May 16, 2012

  • a a a spence 1 newspaper guy

    a a a aaaabbbbbottt 2 typewriter

     a a a bogart 2 frankie looking pretty a a a bugs 1 a a a earth 1 a a a encore theater 2 a a a fred and wilma 1 a a a hope 4 victory! a a a fred and wilma 4 barney a a a pie 1 a a a monopoly man broke  

    The Daily News

    1  What day is today?

    2  Do you do that?

    3  You get so mixed up with everything you have to say and do that you have no idea what day it is?

    4  The only day of the week where that is a nice thing is Saturday.

    5    I always love that moment where you think you have to get up and do something, and then realize, "Ah, it's Saturday!"

    6   And then you plop your head back down and smile and rest.

    7   That didn't just happen.

    8   What day IS today?

    9    Wednesday. Oh thaz right. <trying to pry left eye open>

    10  Wednesday is called inappropriately "Hump Day."
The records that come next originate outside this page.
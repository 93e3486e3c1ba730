//! pigpiod socket transport.
//!
//! Every request is a 16-byte header of four little-endian `u32` words
//! (`cmd`, `p1`, `p2`, `p3`) followed by `p3` bytes of extension. The daemon
//! answers with 16 bytes whose last word is the signed result; negative
//! results are pigpio error codes.

use std::io::{Read, Write};
use std::net::{SocketAddr, TcpStream, ToSocketAddrs};
use std::string::{String, ToString};
use std::time::Duration;
use std::vec::Vec;

use embedded_hal::delay::DelayNs;

use crate::config::WaveConfig;
use crate::error::WaveError;

use super::generator::PulseTrainGenerator;
use super::transport::{Pulse, PulseWaveTransport};

/// pigpiod command numbers used by the transport.
pub mod command {
    /// Set GPIO mode.
    pub const MODES: u32 = 0;
    /// Write GPIO level.
    pub const WRITE: u32 = 4;
    /// Clear all waves.
    pub const WVCLR: u32 = 27;
    /// Add generic pulses to the pending wave.
    pub const WVAG: u32 = 28;
    /// Wave transmit busy.
    pub const WVBSY: u32 = 32;
    /// Create wave from pending pulses.
    pub const WVCRE: u32 = 49;
    /// Delete wave.
    pub const WVDEL: u32 = 50;
    /// Transmit wave once.
    pub const WVTX: u32 = 51;

    /// `MODES` argument for an output.
    pub const MODE_OUTPUT: u32 = 1;
}

const HEADER_LEN: usize = 16;
const PULSE_LEN: usize = 12;

/// Pulse daemon transport over TCP.
#[derive(Debug)]
pub struct PigpioTransport {
    host: String,
    port: u16,
    timeout: Duration,
    stream: Option<TcpStream>,
}

impl PigpioTransport {
    /// Connect to a pigpiod instance.
    pub fn connect(host: &str, port: u16, timeout: Duration) -> Result<Self, WaveError> {
        let mut transport = Self {
            host: host.to_string(),
            port,
            timeout,
            stream: None,
        };
        transport.open()?;
        Ok(transport)
    }

    /// Connect using the `[wave]` configuration section.
    pub fn from_config(config: &WaveConfig) -> Result<Self, WaveError> {
        Self::connect(
            config.host.as_str(),
            config.port,
            Duration::from_millis(u64::from(config.timeout_ms)),
        )
    }

    /// Whether a connection is open.
    pub fn is_connected(&self) -> bool {
        self.stream.is_some()
    }

    /// Close the connection.
    pub fn close(&mut self) {
        self.stream = None;
    }

    fn open(&mut self) -> Result<(), WaveError> {
        let addrs: Vec<SocketAddr> = (self.host.as_str(), self.port).to_socket_addrs()?.collect();
        let mut last_err = WaveError::NotConnected;

        for addr in addrs {
            match TcpStream::connect_timeout(&addr, self.timeout) {
                Ok(stream) => {
                    stream.set_nodelay(true)?;
                    stream.set_read_timeout(Some(self.timeout))?;
                    stream.set_write_timeout(Some(self.timeout))?;
                    log::info!("connected to pigpiod at {}", addr);
                    self.stream = Some(stream);
                    return Ok(());
                }
                Err(e) => last_err = e.into(),
            }
        }

        Err(last_err)
    }

    fn command(&mut self, cmd: u32, p1: u32, p2: u32, extension: &[u8]) -> Result<i32, WaveError> {
        let stream = self.stream.as_mut().ok_or(WaveError::NotConnected)?;

        let p3 = u32::try_from(extension.len()).map_err(|_| WaveError::Command {
            command: cmd,
            code: -1,
        })?;
        let mut request = Vec::with_capacity(HEADER_LEN + extension.len());
        for word in [cmd, p1, p2, p3] {
            request.extend_from_slice(&word.to_le_bytes());
        }
        request.extend_from_slice(extension);

        let result = stream.write_all(&request).and_then(|()| {
            let mut reply = [0u8; HEADER_LEN];
            stream.read_exact(&mut reply)?;
            Ok(i32::from_le_bytes([reply[12], reply[13], reply[14], reply[15]]))
        });

        let code = match result {
            Ok(code) => code,
            Err(e) => {
                let err = WaveError::from(e);
                if err == WaveError::ConnectionReset {
                    self.stream = None;
                }
                return Err(err);
            }
        };

        if code < 0 {
            return Err(WaveError::Command { command: cmd, code });
        }
        Ok(code)
    }
}

impl<D: DelayNs> PulseTrainGenerator<PigpioTransport, D> {
    /// Connect to the daemon named in the `[wave]` section.
    ///
    /// Returns `None` when hardware timing is disabled or the daemon cannot
    /// be reached; the gantry then runs with software timing.
    pub fn connect_from_config(delay: D, config: &WaveConfig) -> Option<Self> {
        if !config.enabled {
            log::info!("hardware timing disabled in configuration; using software timing");
            return None;
        }

        match PigpioTransport::from_config(config) {
            Ok(transport) => Some(Self::from_config(transport, delay, config)),
            Err(e) => {
                log::warn!(
                    "pulse daemon at {}:{} unavailable ({}); falling back to software timing",
                    config.host,
                    config.port,
                    e
                );
                None
            }
        }
    }
}

/// Serialize pulses as the `WVAG` extension.
pub(crate) fn encode_pulses(pulses: &[Pulse]) -> Vec<u8> {
    let mut bytes = Vec::with_capacity(pulses.len() * PULSE_LEN);
    for pulse in pulses {
        bytes.extend_from_slice(&pulse.gpio_on.to_le_bytes());
        bytes.extend_from_slice(&pulse.gpio_off.to_le_bytes());
        bytes.extend_from_slice(&pulse.delay_us.to_le_bytes());
    }
    bytes
}

impl PulseWaveTransport for PigpioTransport {
    fn set_output(&mut self, gpio: u8) -> Result<(), WaveError> {
        self.command(command::MODES, u32::from(gpio), command::MODE_OUTPUT, &[])
            .map(drop)
    }

    fn write(&mut self, gpio: u8, high: bool) -> Result<(), WaveError> {
        self.command(command::WRITE, u32::from(gpio), u32::from(high), &[])
            .map(drop)
    }

    fn wave_clear(&mut self) -> Result<(), WaveError> {
        self.command(command::WVCLR, 0, 0, &[]).map(drop)
    }

    fn wave_add_generic(&mut self, pulses: &[Pulse]) -> Result<u32, WaveError> {
        let extension = encode_pulses(pulses);
        self.command(command::WVAG, 0, 0, &extension)
            .map(|n| n as u32)
    }

    fn wave_create(&mut self) -> Result<u32, WaveError> {
        self.command(command::WVCRE, 0, 0, &[]).map(|id| id as u32)
    }

    fn wave_send_once(&mut self, wave_id: u32) -> Result<u32, WaveError> {
        self.command(command::WVTX, wave_id, 0, &[]).map(|n| n as u32)
    }

    fn wave_tx_busy(&mut self) -> Result<bool, WaveError> {
        self.command(command::WVBSY, 0, 0, &[]).map(|busy| busy != 0)
    }

    fn wave_delete(&mut self, wave_id: u32) -> Result<(), WaveError> {
        self.command(command::WVDEL, wave_id, 0, &[]).map(drop)
    }

    fn reconnect(&mut self) -> Result<(), WaveError> {
        self.stream = None;
        self.open()
    }
}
    11   It is the largest hurdle of the week, and we are to get over the hump. Oh. I get it. Lol.

    12   Some guy invented that probably because he was too frustrated to campaign for the elimination of Tuesday as a day of the week, a campaign I have fought for years.

    13   Nobody ever listens. I coo into the night. Nobody listens.

    14   It's like trying to campaign for free pizza. Or Ron Paul.

    15   Ah, vell.

    16   No matter what they call today, I usually feel like a stale piece of white bread by Wednesday.

    17   Half a minute.

    18   I just jumped over to AOL to check the major news stories, always a lark.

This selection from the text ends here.